Why The Healthcare Industry Should Take Note From History

Americans are confused, anxious and frustrated by rising and unpredictable copays, deductibles, and out-of-network expenses. COVID-19 has presented additional financial challenges and barriers to care.  The patient financial burden continues to increase and most patients don’t understand why.  What they do know is that it’s getting costly and it’s getting personal.

 

Patients find their specialty and primary care doctors are turning to out-of-network models at a rapid rate. Patients utilizing in-network doctors and facilities are still faced with their insurance plan’s high deductibles, copays and coinsurance. The learning curve is steep and patients are just educating themselves.  NPR and Kaiser Health News “Bill of the Month” article uses actual patient bills to educate their readers on how to be more active in managing their unexpected healthcare costs.  Bills selected run the gamut of circumstance and cost to the patient.

 

What does this mean to the healthcare industry?  Unfortunately, when increasing amounts of medical cost fall on the patient, the choice of providing care or pursuing payment weighs on all medical providers.  The pursuit of payment is costing an average of 27% of total revenue for physician groups and 21% for hospitals, according to a recent brief by the Center for American Progress.

 

A patient’s access to care is no longer just limited by geography. Patients are forced to consider the cost of care even for preventative care. The financial affliction associated with a patient’s responsibility for their own care is forcing the healthcare industry at large to rethink the way they attract new patients, keep existing patients and collect on payment.  In this economic and socially shifting environment, it is more important than ever that the industry shift their current collection paradigm to a more customer centric model.

 

Learning from Other Industries

Mortgages expanded the housing industry making homeownership a possibility for those lacking large amounts of capital at the ready.  Retail credit cards transformed the way people shop and how shoppers engage with retailers.

 

In 1920, Americans were introduced to the first mass-produced, “affordable” automobile, which left most wondering how they could ever afford to own one by paying upfront. It wasn’t until automobiles were considered a necessity that the idea of buying one on credit truly took off.   Enter auto financing, and less than 10 years later, half of the United States population proudly owned one. By 1930, two-thirds of cars were purchased on credit.   

 

Necessity drives consumerism in all industries: transportation, housing, utilities and now, healthcare.  How can the healthcare industry learn, adjust and make healthcare more attainable and affordable to patients?

 

The Rise of the Patient Consumer

The annual value of patients’ out-of-pocket medical expenses is estimated at $63.7 billion. Private practice medical doctors and healthcare administrators need to learn from history in order to navigate the financial payment landscape that allows them to offer care to their patients and get paid for their services. There is too much at risk not to conform.

 

As patients knowingly assume more financial responsibility for their healthcare, they will become more selective about who, where, when and if they will receive their care.
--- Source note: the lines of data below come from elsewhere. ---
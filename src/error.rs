//! Error types for secportal.
//!
//! Uses `thiserror` for ergonomic error definitions. "Not found" and
//! "invalid credentials" are not errors at the service layer; they come
//! back as `None`. Everything here is a genuine fault.

use std::path::PathBuf;
use thiserror::Error;

/// Errors raised by the key-value backend and the persistence service.
#[derive(Error, Debug)]
pub enum StorageError {
    #[error("storage directory error: {0}")]
    DirectoryError(String),

    #[error("failed to read key '{key}': {reason}")]
    ReadFailed { key: String, reason: String },

    #[error("failed to write key '{key}': {reason}")]
    WriteFailed { key: String, reason: String },

    #[error("corrupt collection '{key}': {reason}")]
    Corrupt { key: String, reason: String },

    #[error("serialization error: {0}")]
    Serialization(#[from] serde_json::Error),

    #[error("credential error: {0}")]
    Auth(#[from] AuthError),

    #[error("IO error: {0}")]
    Io(#[from] std::io::Error),
}

/// Credential hashing faults. A wrong password is not one of these.
#[derive(Error, Debug)]
pub enum AuthError {
    #[error("failed to hash password: {0}")]
    HashFailed(String),

    #[error("stored credential is malformed: {0}")]
    MalformedHash(String),
}

/// Configuration errors.
#[derive(Error, Debug)]
pub enum ConfigError {
    #[error("could not determine configuration directory")]
    DirectoryNotFound,

    #[error("failed to read {path}: {reason}")]
    ReadFailed { path: PathBuf, reason: String },

    #[error("failed to write {path}: {reason}")]
    WriteFailed { path: PathBuf, reason: String },

    #[error("invalid configuration format: {0}")]
    InvalidFormat(String),

    #[error("serialization error: {0}")]
    Serialization(#[from] serde_json::Error),

    #[error("IO error: {0}")]
    Io(#[from] std::io::Error),
}

/// Errors from background scan jobs.
#[derive(Error, Debug)]
pub enum ScanError {
    #[error("project not found: {0}")]
    ProjectNotFound(String),

    #[error("scan was cancelled")]
    Cancelled,

    #[error("scanner failed: {0}")]
    ScannerFailed(String),

    #[error("scan task aborted: {0}")]
    TaskAborted(String),

    #[error(transparent)]
    Storage(#[from] StorageError),
}

/// Top-level error for CLI commands.
#[derive(Error, Debug)]
pub enum CliError {
    #[error(transparent)]
    Storage(#[from] StorageError),

    #[error(transparent)]
    Config(#[from] ConfigError),

    #[error(transparent)]
    Scan(#[from] ScanError),

    #[error("{0} not found")]
    NotFound(String),

    #[error("not logged in (run `secportal login` first)")]
    Unauthenticated,

    #[error("invalid email or password")]
    InvalidCredentials,

    #[error("IO error: {0}")]
    Io(#[from] std::io::Error),

    #[error("{0}")]
    Other(String),
}

/// Result type alias for storage operations.
pub type StorageResult<T> = Result<T, StorageError>;

/// Result type alias for credential operations.
pub type AuthResult<T> = Result<T, AuthError>;

/// Result type alias for configuration operations.
pub type ConfigResult<T> = Result<T, ConfigError>;

/// Result type alias for scan jobs.
pub type JobResult<T> = Result<T, ScanError>;

/// Result type alias for CLI commands.
pub type CliResult<T> = Result<T, CliError>;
The rise of healthcare transparency and surprise billing legislation will give patients new tools to make these decisions that much easier. When patients are armed with the ability to choose where they receive their healthcare based on price, those offering healthcare services will become considerably more proactive in marketing to patients.

 

The healthcare industry must pivot, analyze and rethink business as usual based on financial circumstance, decision making process and method of communication.  Patients aren’t just shopping for their healthcare, they are shopping for medical doctors and facilities that value their business and prove it to them.   Patients want the ability to pay their medical bills like any other expense today - without hassle and over time.

 

Payment Plan’s Role in the Patient Decision Process

Consumers want payment choices and use these options as part of their purchase decision. In a recent survey, 93% of patients responding and willing to use payment plans also wanted providers to be proactive in offering such a plan.   In addition, an overwhelming majority of patients (76%) who were offered and used payment plans said they would complete the plan on time.  Consumer-centric patients seek non-predatory payment options as a reason to commit to a doctor’s care plan and see through including payment in full.

 

With $7.5 billion in medical bills going uncollected each year, what is there to lose?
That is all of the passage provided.